The Cuckoo
Peter Streckfus
Yale University Press, $13 (paper)

Because an admirable first book is often over-praised, let me begin by saying that Peter Streckfus’s The Cuckoo is not a perfect book. Several of the poems, including the long closing sequence assembled from the writing of Francis Parkman, feel arbitrary in their formal strategies and willful in their opacities: less mysterious than muddled, they frustrate more than delight. Other poems are slight; others rest too easy in vague allusive cleverness. All of which is to say that Streckfus is not above the bad habits of his contemporaries; but what is striking about this book is not how often one sees in it familiar techniques, but how often those techniques are transfigured in poems as rending as they are strange. At his best, Streckfus abdicates common, worldly logic (“I’ll speak nonsense,” he writes in “After Words.” “You speak truth. We’ll see what comes of it.”) not for a capricious freedom, but rather to bind himself to a different but still severe government of meaning: the logic of dreams and visions, in which his weird metamorphoses, his narrative leaps and gaps seem compelled, like Dickinson’s, by an urge to disclosure matched perfectly with reticence. Thus, in “The Bird,” in which the speaker finds a bird which becomes his human lover only to abandon it and take himself the shape of a bird (“And this is how you’ve found me,” he concludes), one feels some essential, secret experience of love has been revealed through a poem graced with all the resonance and mystery of a medieval dream vision.
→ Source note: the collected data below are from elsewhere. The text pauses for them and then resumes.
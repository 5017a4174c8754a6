//! nForce initialization sequence.
//!
//! # Reset order
//! - Phase 1: erase filters, stop TX/RX/adapter
//! - Phase 2: prime rings, datapath reset pulse
//! - Phase 3: station MAC, ring bases and sizes
//! - Phase 4: default 10/half link, setup register block, SETUP5 handshake
//! - Phase 5: PHY scan, adapter control, MII clock, power-up
//! - Phase 6: interrupts masked, filter programmed (RX started)
//! - Phase 7: PHY negotiation, TX started
//!
//! Interrupts stay masked: the driver is polled. Every wait is a
//! [`RetryPolicy`]; busy-bit timeouts during stop are logged, not fatal.
//!
//! # Reference
//! Linux drivers/net/ethernet/nvidia/forcedeth.c (nv_open, nv_close)

use core::fmt;

use crate::hw::RegisterInterface;
use crate::time::RetryPolicy;
use crate::types::MacAddress;

use super::mii::MiiTiming;
use super::phy::{write_phy_interface, LinkState, PhyTiming};
use super::regs;
use super::ring::{RX_RING_SIZE, TX_RING_SIZE};

// ═══════════════════════════════════════════════════════════════════════════
// CONFIGURATION
// ═══════════════════════════════════════════════════════════════════════════

/// Forcedeth driver configuration.
///
/// Every delay and bounded wait the driver performs.
#[derive(Debug, Clone, PartialEq, Eq)]
pub struct ForcedethConfig {
    /// MII transaction timing.
    pub mii: MiiTiming,
    /// PHY reset and autonegotiation timing.
    pub phy: PhyTiming,
    /// Wait for TX_STATUS.BUSY to clear after stopping the transmitter.
    pub tx_stop: RetryPolicy,
    /// Wait for RX_STATUS.BUSY to clear after stopping the receiver.
    pub rx_stop: RetryPolicy,
    /// Settle time after a stop, busy or not.
    pub stop_settle_us: u32,
    /// Wait for the SETUP5 ready bit.
    pub setup5: RetryPolicy,
    /// Width of the datapath reset pulse.
    pub txrx_reset_us: u32,
    /// Settle time between power-up and power-valid.
    pub power_up_settle_us: u32,
}

impl Default for ForcedethConfig {
    fn default() -> Self {
        Self {
            mii: MiiTiming::default(),
            phy: PhyTiming::default(),
            tx_stop: RetryPolicy::from_budget(10, 500_000),
            rx_stop: RetryPolicy::from_budget(10, 500_000),
            stop_settle_us: 100,
            setup5: RetryPolicy::from_budget(5, 50_000),
            txrx_reset_us: 4,
            power_up_settle_us: 10,
        }
    }
}

// ═══════════════════════════════════════════════════════════════════════════
// ERRORS
// ═══════════════════════════════════════════════════════════════════════════

/// Probe errors.
#[derive(Debug, Clone, Copy, PartialEq, Eq)]
pub enum ProbeError {
    /// Not an nForce Ethernet controller this driver knows.
    UnsupportedDevice {
        /// PCI vendor ID.
        vendor: u16,
        /// PCI device ID.
        device: u16,
    },
    /// Burned-in address is all-zero or a group address.
    InvalidMac([u8; 6]),
}

impl fmt::Display for ProbeError {
    fn fmt(&self, f: &mut fmt::Formatter<'_>) -> fmt::Result {
        match self {
            ProbeError::UnsupportedDevice { vendor, device } => {
                write!(f, "unsupported device {:04x}:{:04x}", vendor, device)
            }
            ProbeError::InvalidMac(mac) => {
                write!(f, "invalid MAC address {}", MacAddress(*mac))
            }
        }
    }
}

// ═══════════════════════════════════════════════════════════════════════════
// STATION ADDRESS
// ═══════════════════════════════════════════════════════════════════════════

/// Raw contents of MAC_ADDR_A / MAC_ADDR_B.
#[derive(Debug, Clone, Copy, PartialEq, Eq)]
pub struct MacRegisters {
    /// MAC_ADDR_A.
    pub a: u32,
    /// MAC_ADDR_B.
    pub b: u32,
}

impl MacRegisters {
    /// Snapshot the address registers.
    pub fn read<R: RegisterInterface + ?Sized>(regs: &R) -> Self {
        Self {
            a: regs.read32(regs::MAC_ADDR_A),
            b: regs.read32(regs::MAC_ADDR_B),
        }
    }

    /// Put the snapshot back.
    pub fn restore<R: RegisterInterface + ?Sized>(&self, regs: &R) {
        regs.write32(regs::MAC_ADDR_A, self.a);
        regs.write32(regs::MAC_ADDR_B, self.b);
    }

    /// Address as left by firmware (byte order reversed in the registers).
    pub fn station(&self) -> MacAddress {
        MacAddress([
            (self.b >> 8) as u8,
            self.b as u8,
            (self.a >> 24) as u8,
            (self.a >> 16) as u8,
            (self.a >> 8) as u8,
            self.a as u8,
        ])
    }

    /// Register encoding the adapter expects once running.
    pub fn for_station(mac: &MacAddress) -> Self {
        let n = mac.0;
        Self {
            a: u32::from_le_bytes([n[0], n[1], n[2], n[3]]),
            b: u32::from_le_bytes([n[4], n[5], 0, 0]),
        }
    }
}

// ═══════════════════════════════════════════════════════════════════════════
// RESET STEPS
// ═══════════════════════════════════════════════════════════════════════════

/// Clear the multicast filter and packet filter flags.
pub fn erase_filters<R: RegisterInterface + ?Sized>(regs: &R) {
    regs.write32(regs::MULTICAST_ADDR_A, regs::MCASTADDRA_FORCE);
    regs.write32(regs::MULTICAST_ADDR_B, 0);
    regs.write32(regs::MULTICAST_MASK_A, 0);
    regs.write32(regs::MULTICAST_MASK_B, 0);
    regs.write32(regs::PACKET_FILTER, 0);
}

/// Stop transmitter, receiver and adapter without waiting.
pub fn quiesce<R: RegisterInterface + ?Sized>(regs: &R) {
    regs.write32(regs::TX_CONTROL, 0);
    regs.write32(regs::RX_CONTROL, 0);
    regs.write32(regs::ADAPTER_CONTROL, 0);
}

/// Pulse the datapath reset.
pub fn txrx_reset<R: RegisterInterface + ?Sized>(regs: &R, config: &ForcedethConfig) {
    regs.write32(regs::TXRX_CONTROL, regs::TXRXCTL_BIT2 | regs::TXRXCTL_RESET);
    regs.flush();
    regs.delay_us(config.txrx_reset_us);
    regs.write32(regs::TXRX_CONTROL, regs::TXRXCTL_BIT2);
    regs.flush();
}

/// Combined ring-size register value.
pub const fn ring_sizes() -> u32 {
    (((RX_RING_SIZE - 1) as u32) << regs::RINGSZ_RX_SHIFT)
        | (((TX_RING_SIZE - 1) as u32) << regs::RINGSZ_TX_SHIFT)
}

/// Default link, SETUP3, datapath enable and the SETUP5 handshake.
pub fn setup_datapath<R: RegisterInterface + ?Sized>(
    regs: &R,
    link: &LinkState,
    config: &ForcedethConfig,
) {
    regs.write32(regs::LINK_SPEED, link.link_speed_register());
    regs.write32(regs::SETUP3, regs::SETUP3_VAL1);
    regs.write32(regs::TXRX_CONTROL, 0);
    regs.flush();
    regs.write32(regs::TXRX_CONTROL, regs::TXRXCTL_BIT1);

    if config
        .setup5
        .wait_register(regs, regs::SETUP5, regs::SETUP5_BIT31, regs::SETUP5_BIT31)
        .is_err()
    {
        log::warn!("forcedeth: SETUP5 ready bit never set");
    }
    regs.write32(regs::SETUP4, 0);
    regs.write32(regs::MII_STATUS, regs::MIISTAT_MASK);
}

/// The magic register block: interface and duplex, status acks, filters,
/// seed, timers.
pub fn setup_misc<R: RegisterInterface + ?Sized>(regs: &R, link: &LinkState) {
    write_phy_interface(regs, link);
    regs.write32(regs::MISC1, link.misc1_register());
    regs.write32(regs::TX_STATUS, regs.read32(regs::TX_STATUS));
    regs.write32(regs::PACKET_FILTER, regs::PFF_ALWAYS);
    regs.write32(regs::OFFLOAD_CONFIG, regs::OFFLOAD_NORMAL);
    regs.write32(regs::RX_STATUS, regs.read32(regs::RX_STATUS));
    regs.write32(regs::RANDOM_SEED, regs::RNDSEED_DEFAULT);
    regs.write32(regs::SETUP1, regs::SETUP1_VAL);
    regs.write32(regs::SETUP2, regs::SETUP2_VAL);
    regs.write32(regs::POLLING_INTERVAL, regs::POLL_DEFAULT);
    regs.write32(regs::SETUP6, regs::SETUP6_VAL);
}

/// Point the adapter at its PHY and start it, then the MII clock and wake-up block.
pub fn start_adapter<R: RegisterInterface + ?Sized>(regs: &R, phy_address: Option<u8>) {
    let control = match phy_address {
        Some(addr) => {
            ((addr as u32) << regs::ADAPTCTL_PHYSHIFT) | regs::ADAPTCTL_PHYVALID | regs::ADAPTCTL_RUNNING
        }
        None => regs::ADAPTCTL_RUNNING,
    };
    regs.write32(regs::ADAPTER_CONTROL, control);
    regs.write32(regs::MII_SPEED, regs::MIISPEED_BIT8 | regs::MIIDELAY);
    regs.write32(regs::SETUP4, regs::SETUP4_VAL);
    regs.write32(regs::WAKEUP_FLAGS, regs::WAKEUPFLAGS_VAL);
}

/// Power the MAC up and mark the power state valid.
pub fn power_up<R: RegisterInterface + ?Sized>(regs: &R, config: &ForcedethConfig) {
    let state = regs.read32(regs::POWER_STATE);
    if state & regs::POWERSTATE_POWEREDUP == 0 {
        regs.write32(regs::POWER_STATE, state | regs::POWERSTATE_POWEREDUP);
    }
    regs.flush();
    regs.delay_us(config.power_up_settle_us);
    let state = regs.read32(regs::POWER_STATE);
    regs.write32(regs::POWER_STATE, state | regs::POWERSTATE_VALID);
}

/// Mask every interrupt and acknowledge anything pending.
pub fn mask_interrupts<R: RegisterInterface + ?Sized>(regs: &R) {
    regs.write32(regs::IRQ_MASK, 0);
    regs.flush();
    regs.write32(regs::MII_STATUS, regs::MIISTAT_MASK);
    regs.write32(regs::IRQ_STATUS, regs::IRQSTAT_MASK);
    regs.flush();
}

/// Accept the station address and broadcast; no multicast groups.
///
/// The receiver is stopped around the update and restarted at `link`.
pub fn set_multicast<R: RegisterInterface + ?Sized>(
    regs: &R,
    link: &LinkState,
    config: &ForcedethConfig,
) {
    stop_rx(regs, config);
    regs.write32(regs::MULTICAST_ADDR_A, regs::MCASTADDRA_FORCE);
    regs.write32(regs::MULTICAST_ADDR_B, 0);
    regs.write32(regs::MULTICAST_MASK_A, 0);
    regs.write32(regs::MULTICAST_MASK_B, 0);
    regs.write32(regs::PACKET_FILTER, regs::PFF_ALWAYS | regs::PFF_MYADDR);
    start_rx(regs, link);
}

/// Start the receiver at the programmed link speed.
pub fn start_rx<R: RegisterInterface + ?Sized>(regs: &R, link: &LinkState) {
    if regs.read32(regs::RX_CONTROL) & regs::RX_CONTROL_START != 0 {
        regs.write32(regs::RX_CONTROL, 0);
        regs.flush();
    }
    regs.write32(regs::LINK_SPEED, link.link_speed_register());
    regs.flush();
    regs.write32(regs::RX_CONTROL, regs::RX_CONTROL_START);
    regs.flush();
}

/// Stop the receiver and clear the link speed.
pub fn stop_rx<R: RegisterInterface + ?Sized>(regs: &R, config: &ForcedethConfig) {
    regs.write32(regs::RX_CONTROL, 0);
    if config
        .rx_stop
        .wait_register(regs, regs::RX_STATUS, regs::RX_STATUS_BUSY, 0)
        .is_err()
    {
        log::warn!("forcedeth: stop_rx: receiver remained busy");
    }
    regs.delay_us(config.stop_settle_us);
    regs.write32(regs::LINK_SPEED, 0);
}

/// Start the transmitter.
pub fn start_tx<R: RegisterInterface + ?Sized>(regs: &R) {
    regs.write32(regs::TX_CONTROL, regs::TX_CONTROL_START);
    regs.flush();
}

/// Stop the transmitter and clear the unknown transmitter register.
pub fn stop_tx<R: RegisterInterface + ?Sized>(regs: &R, config: &ForcedethConfig) {
    regs.write32(regs::TX_CONTROL, 0);
    if config
        .tx_stop
        .wait_register(regs, regs::TX_STATUS, regs::TX_STATUS_BUSY, 0)
        .is_err()
    {
        log::warn!("forcedeth: stop_tx: transmitter remained busy");
    }
    regs.delay_us(config.stop_settle_us);
    regs.write32(regs::TX_UNKNOWN, 0);
}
That this resonance and mystery can stand alongside poems about Ronald Reagan and Hsüan-tsang, poems in the voices of trees and dung, poems in colloquial tones, and poems of exquisite music and image, points to the greatest strength of a book which stands among the most authoritative and promising debuts in recent years: its capaciousness, its endless variety and range, the uncommon, thrilling impression it gives of a made and inhabitable world.